Blue Over Purple
by Frisky Wallabee
Summary: Because I have writer's block. Strange pairing. Rated for slashtastic, uh, ness that wouldn't be considered K.


**A/N: **written while trying to stave off writer's block…and a dizzy spell. And because I've been fascinated with gypsy!Snitch since I first thought of writing a vampire story long ago and having him be the font of gypsy, Romanian knowledge. And yes, this is one strange-ass pairing.

--

When he was little, he was always with his family. They would perform on the street, mystifying everyone who gathered to watch his sister's hips shake to her tambourine or his father and brother played the drums. His mother would play the flute and his grandparents—still lithe and limber—would toss his orphaned cousin back and forth like a little acrobat. The music would be purple if it were a color. Purple and roiling over the mesmerized crowds.

And while his family worked his magic, the aptly named Snitch worked his. The second he came from the womb, his father named him Snitch. Said he was going to be a prime thief. All he had to do was sneak through the crowds and pluck their billfolds and coins when they weren't looking. It was easy work and fun at that. He enjoyed the thrill of nicking something and the joy of keeping what he nicked. Sometimes he would even lie to his family just to keep his spoils. Not for riches but for pride. Each dime he snatched, each dollar he stuffed in his pocket was a badge of honor. A notch in his proverbial staff. He felt invincible.

--

When Snitch was eight, the invincibility began to crack starting from the death of his grandparents. But it wasn't that. It was due to blue. Blue to combat the purple of the music and to almost cease his heart.

While his family played, he did his magic. He served through the crowds, stepping nimbly through and nicking coins and billfolds wherever he saw them. He saw a boy his age jumping up and down to see the show. His parents were with him but made no effort to hold him up. The mother was holding onto a slightly older girl who was trying to mimic Snitch's sister Ezzie, shaking her hips in an almost comical fashion and biting her lip. The father held a tiny boy who couldn't have been more than three. But what caught Snitch's attention was the shiny quarter the boy had dropped amidst his jumping. Without thinking, he scooped it up.

He started to skirt away, weaving through the crush of people to make it back to his family.

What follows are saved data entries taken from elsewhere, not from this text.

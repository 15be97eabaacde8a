use std::fmt::Write as _;
use std::path::Path;

use serde::Serialize;

use super::OutputFormat;
use crate::dispatch::{Reconciled, WorkerOutput};
use crate::model::file_graph::TreeNode;
use crate::model::FileChange;

const REASON_WIDTH: usize = 48;

/// Format any serializable value as JSON.
pub fn format_json<T: Serialize>(value: &T, format: &OutputFormat) -> String {
    match format {
        OutputFormat::Json => serde_json::to_string_pretty(value).unwrap_or_default(),
        OutputFormat::Compact => serde_json::to_string(value).unwrap_or_default(),
        OutputFormat::Text => serde_json::to_string_pretty(value).unwrap_or_default(),
    }
}

/// Tree, legend and impact summary for one analyzed entry.
pub fn format_analysis_text(tree: &TreeNode) -> String {
    let mut out = String::new();
    out.push_str("\nDependency Tree Analysis:\n");
    out.push_str("=======================\n\n");
    out.push_str(&format_tree(tree));
    out.push_str(&legend());
    out.push_str(&format_summary(tree));
    out
}

/// Several entries one after another, then any failed entries.
pub fn format_reconciled_text(reconciled: &Reconciled) -> String {
    let mut out = String::new();
    for output in &reconciled.outputs {
        let _ = writeln!(out, "Entry: {}", output.entry);
        out.push_str(&format_analysis_text(&output.tree));
        out.push_str(&format_warnings(&output.warnings));
    }
    if !reconciled.outputs.is_empty() {
        let _ = writeln!(
            out,
            "Affected across all entries: {}",
            reconciled.affected_files.len()
        );
        for file in &reconciled.affected_files {
            let _ = writeln!(out, "  {}", file);
        }
    }
    if !reconciled.failures.is_empty() {
        out.push_str("\nFailed entries:\n");
        for failure in &reconciled.failures {
            let _ = writeln!(out, "  {}: {}", failure.entry.display(), failure.message);
        }
    }
    out
}

pub fn format_output_text(output: &WorkerOutput) -> String {
    let mut out = format_analysis_text(&output.tree);
    out.push_str(&format_warnings(&output.warnings));
    out
}

fn format_warnings(warnings: &[String]) -> String {
    if warnings.is_empty() {
        return String::new();
    }
    let mut out = String::from("Warnings:\n");
    for w in warnings {
        let _ = writeln!(out, "  {}", w);
    }
    out.push('\n');
    out
}

fn status_badge(node: &TreeNode) -> String {
    if let Some(change_type) = node.change_type {
        format!("[{}]", change_type.as_str().to_uppercase())
    } else if node.is_affected() {
        "[AFFECTED]".to_string()
    } else {
        String::new()
    }
}

pub fn format_tree(root: &TreeNode) -> String {
    let mut out = String::new();
    write_tree(root, "", true, &mut out);
    out
}

fn write_tree(node: &TreeNode, prefix: &str, is_last: bool, out: &mut String) {
    let marker = if is_last { "└── " } else { "├── " };
    let child_prefix = format!("{}{}", prefix, if is_last { "    " } else { "│   " });

    let _ = writeln!(out, "{}{}{} {}", prefix, marker, node.file, status_badge(node));

    if let Some(reason) = &node.reason {
        for line in reason.split('\n') {
            let _ = writeln!(out, "{}    → {}", child_prefix, line);
        }
    }

    let mut children: Vec<&TreeNode> = node.children.iter().collect();
    // Nodes with children first, then by file name.
    children.sort_by(|a, b| {
        a.children
            .is_empty()
            .cmp(&b.children.is_empty())
            .then_with(|| base_name(&a.file).cmp(base_name(&b.file)))
    });
    let last = children.len().saturating_sub(1);
    for (i, child) in children.into_iter().enumerate() {
        write_tree(child, &child_prefix, i == last, out);
    }
}

fn base_name(file: &str) -> &str {
    Path::new(file)
        .file_name()
        .and_then(|n| n.to_str())
        .unwrap_or(file)
}

fn legend() -> String {
    let mut out = String::from("\nLegend:\n");
    out.push_str("  [MODIFY]   - File was modified\n");
    out.push_str("  [DELETE]   - File was deleted\n");
    out.push_str("  [ADD]      - File was added\n");
    out.push_str("  [AFFECTED] - File is affected by changes\n");
    out.push_str("\n→ Indicates impact reason\n\n");
    out
}

struct SummaryRow<'a> {
    file: &'a str,
    status: String,
    reason: &'a str,
}

/// Table of every changed or affected node, in tree order.
pub fn format_summary(tree: &TreeNode) -> String {
    let mut out = String::from("Impact Summary:\n==============\n\n");

    let rows: Vec<SummaryRow> = tree
        .impacted()
        .into_iter()
        .map(|node| SummaryRow {
            file: &node.file,
            status: match node.change_type {
                Some(ct) => ct.as_str().to_uppercase(),
                None => "AFFECTED".to_string(),
            },
            reason: node.reason.as_deref().unwrap_or("-"),
        })
        .collect();

    if rows.is_empty() {
        out.push_str("No files were impacted by the changes.\n\n");
        return out;
    }

    let file_width = rows
        .iter()
        .map(|r| r.file.chars().count())
        .max()
        .unwrap_or(0)
        .max("File".len());
    let status_width = rows
        .iter()
        .map(|r| r.status.len())
        .max()
        .unwrap_or(0)
        .max("Status".len());

    let border = |left: &str, mid: &str, right: &str| {
        format!(
            "{}{}{}{}{}{}{}\n",
            left,
            "─".repeat(file_width + 2),
            mid,
            "─".repeat(status_width + 2),
            mid,
            "─".repeat(REASON_WIDTH + 2),
            right
        )
    };
    let row = |file: &str, status: &str, reason: &str| {
        format!(
            "│ {:<fw$} │ {:<sw$} │ {:<rw$} │\n",
            file,
            status,
            reason,
            fw = file_width,
            sw = status_width,
            rw = REASON_WIDTH
        )
    };

    out.push_str(&border("┌", "┬", "┐"));
    out.push_str(&row("File", "Status", "Impact Reason"));
    out.push_str(&border("├", "┼", "┤"));
    for r in &rows {
        for (i, line) in r.reason.split('\n').enumerate() {
            if i == 0 {
                out.push_str(&row(r.file, &r.status, line));
            } else {
                out.push_str(&row("", "", line));
            }
        }
    }
    out.push_str(&border("└", "┴", "┘"));
    out.push('\n');
    out
}

/// Change listing printed by the git command before analysis.
pub fn format_changes_text(range: &str, changes: &[FileChange], detailed: bool) -> String {
    let mut out = String::new();
    let _ = writeln!(out, "\nAnalyzing changes between: {}", range);
    let _ = writeln!(out, "Changed files: {}", changes.len());

    if detailed {
        out.push_str("\nDetailed changes:\n");
        for change in changes {
            let _ = writeln!(
                out,
                "\n{} ({})",
                change.changed_file.display(),
                change.change_type.as_str().to_uppercase()
            );
            if let Some(content) = &change.content_changes {
                let _ = writeln!(out, "  Changes: +{} -{}", content.additions, content.deletions);
                for hunk in &content.hunks {
                    let _ = writeln!(
                        out,
                        "  @@ -{},{} +{},{} @@",
                        hunk.old_start, hunk.old_lines, hunk.new_start, hunk.new_lines
                    );
                    for line in &hunk.changes {
                        let sign = match line.kind {
                            crate::model::LineChangeKind::Addition => '+',
                            crate::model::LineChangeKind::Deletion => '-',
                        };
                        let _ = writeln!(out, "    {}{}", sign, line.content);
                    }
                }
            }
            if let Some(exports) = change.modified_exports.as_ref().filter(|e| !e.is_empty()) {
                let _ = writeln!(out, "  Modified exports: {}", exports.join(", "));
            }
        }
    }

    out.push_str("\n----------------------------------------\n");
    out
}

#[cfg(test)]
mod tests {
    use super::*;
    use crate::model::{ChangeType, ContentChanges, FileKind, Hunk, LineChange, LineChangeKind};

    fn node(file: &str, children: Vec<TreeNode>) -> TreeNode {
        let mut n = TreeNode::stub(file.to_string(), FileKind::Source);
        n.children = children;
        n
    }

    fn sample_tree() -> TreeNode {
        let mut util = node("src/util.ts", vec![]);
        util.change_type = Some(ChangeType::Modify);
        util.reason = Some("File was modified".to_string());

        let mut page = node("src/page.tsx", vec![util]);
        page.is_affected = Some(true);
        page.reason = Some(
            "Directly affected by modified exports from 'util.ts': a\nDirectly affected: File 'b.css' content was modified"
                .to_string(),
        );

        let about = node("src/about.tsx", vec![]);
        node("src/main.tsx", vec![about, page])
    }

    #[test]
    fn test_tree_markers_and_reasons() {
        let text = format_tree(&sample_tree());
        let lines: Vec<&str> = text.lines().collect();
        assert_eq!(lines[0], "└── src/main.tsx ");
        // page has children so it sorts before about
        assert_eq!(lines[1], "    ├── src/page.tsx [AFFECTED]");
        assert_eq!(
            lines[2],
            "    │       → Directly affected by modified exports from 'util.ts': a"
        );
        assert_eq!(
            lines[3],
            "    │       → Directly affected: File 'b.css' content was modified"
        );
        assert_eq!(lines[4], "    │   └── src/util.ts [MODIFY]");
        assert_eq!(lines[5], "    │           → File was modified");
        assert_eq!(lines[6], "    └── src/about.tsx ");
    }

    #[test]
    fn test_leaf_children_sorted_by_basename() {
        let tree = node(
            "main.ts",
            vec![node("z/a.ts", vec![]), node("a/c.ts", vec![]), node("m/b.ts", vec![])],
        );
        let text = format_tree(&tree);
        let order: Vec<&str> = text.lines().skip(1).collect();
        assert!(order[0].ends_with("z/a.ts "));
        assert!(order[1].ends_with("m/b.ts "));
        assert!(order[2].ends_with("a/c.ts "));
    }

    #[test]
    fn test_summary_table() {
        let text = format_summary(&sample_tree());
        let lines: Vec<&str> = text.lines().collect();
        assert_eq!(lines[0], "Impact Summary:");
        assert_eq!(lines[1], "==============");
        assert!(lines[3].starts_with("┌──────────────┬──────────┬"));
        assert!(lines[3].ends_with(&format!("{}┐", "─".repeat(50))));
        assert_eq!(
            lines[4],
            format!("│ File         │ Status   │ {:<48} │", "Impact Reason")
        );
        // pre-order: page before util
        assert!(lines[6].starts_with("│ src/page.tsx │ AFFECTED │ Directly affected by"));
        assert!(lines[7].starts_with("│              │          │ Directly affected: File"));
        assert!(lines[8].starts_with("│ src/util.ts  │ MODIFY   │ File was modified"));
        assert!(lines[9].starts_with("└"));
    }

    #[test]
    fn test_summary_empty() {
        let text = format_summary(&node("src/main.tsx", vec![]));
        assert!(text.contains("No files were impacted by the changes."));
        assert!(!text.contains('┌'));
    }

    #[test]
    fn test_summary_missing_reason_shows_dash() {
        let mut tree = node("a.ts", vec![]);
        tree.change_type = Some(ChangeType::Add);
        let text = format_summary(&tree);
        assert!(text.contains("│ a.ts │ ADD    │ -"));
    }

    #[test]
    fn test_analysis_text_sections() {
        let text = format_analysis_text(&sample_tree());
        assert!(text.starts_with("\nDependency Tree Analysis:\n=======================\n\n"));
        assert!(text.contains("  [AFFECTED] - File is affected by changes\n"));
        assert!(text.contains("\n→ Indicates impact reason\n"));
        assert!(text.contains("Impact Summary:"));
    }

    #[test]
    fn test_changes_text_detailed() {
        let mut change = FileChange::new("/repo/src/a.ts", ChangeType::Modify)
            .with_exports(["x", "y"]);
        change.content_changes = Some(ContentChanges {
            additions: 1,
            deletions: 1,
            hunks: vec![Hunk {
                old_start: 3,
                old_lines: 1,
                new_start: 3,
                new_lines: 1,
                changes: vec![
                    LineChange {
                        kind: LineChangeKind::Deletion,
                        content: "old".to_string(),
                    },
                    LineChange {
                        kind: LineChangeKind::Addition,
                        content: "new".to_string(),
                    },
                ],
            }],
        });
        let text = format_changes_text("HEAD^..HEAD", &[change], true);
        assert!(text.contains("Analyzing changes between: HEAD^..HEAD"));
        assert!(text.contains("Changed files: 1"));
        assert!(text.contains("\n/repo/src/a.ts (MODIFY)\n"));
        assert!(text.contains("  Changes: +1 -1\n  @@ -3,1 +3,1 @@\n    -old\n    +new\n"));
        assert!(text.contains("  Modified exports: x, y"));
    }

    #[test]
    fn test_format_json_compact() {
        let value = serde_json::json!({"a": 1});
        assert_eq!(format_json(&value, &OutputFormat::Compact), r#"{"a":1}"#);
        assert!(format_json(&value, &OutputFormat::Json).contains('\n'));
    }
}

"Hey!" a voice called. "That was mine!"

Snitch turned to be faced with the most brilliantly blue eyes he had ever seen. Above them were brows knit in anger and a head of dark curls that looked the same color as his own but when he raised his head so the sun hit them, they were chestnut brown. His arms—swathed in blue cotton—were folded tight over his chest and he was scowling.

"I's got not idea whachu talkin' 'bout," Snitch replied, crossing his own arms.

"You took my quarter!" the boy stomped his foot and stuck his hand out. "And I want it back."

"What if I's need your quarter 't eat?"

Much to his surprise, the boy smiled. "I think you'll be fine what with the other money you've got jangling in your pocket."

Snitch was surprised. The boy had outsmarted him.

"Wha's chur name?"

"What's yours?"

"Snitch."

He frowned and knit together his eyebrows again, pinching up his little face.

"Your real name."

"Is me real name. Papa named me that."

He blinked those big blue eyes. "Oh. I'm David."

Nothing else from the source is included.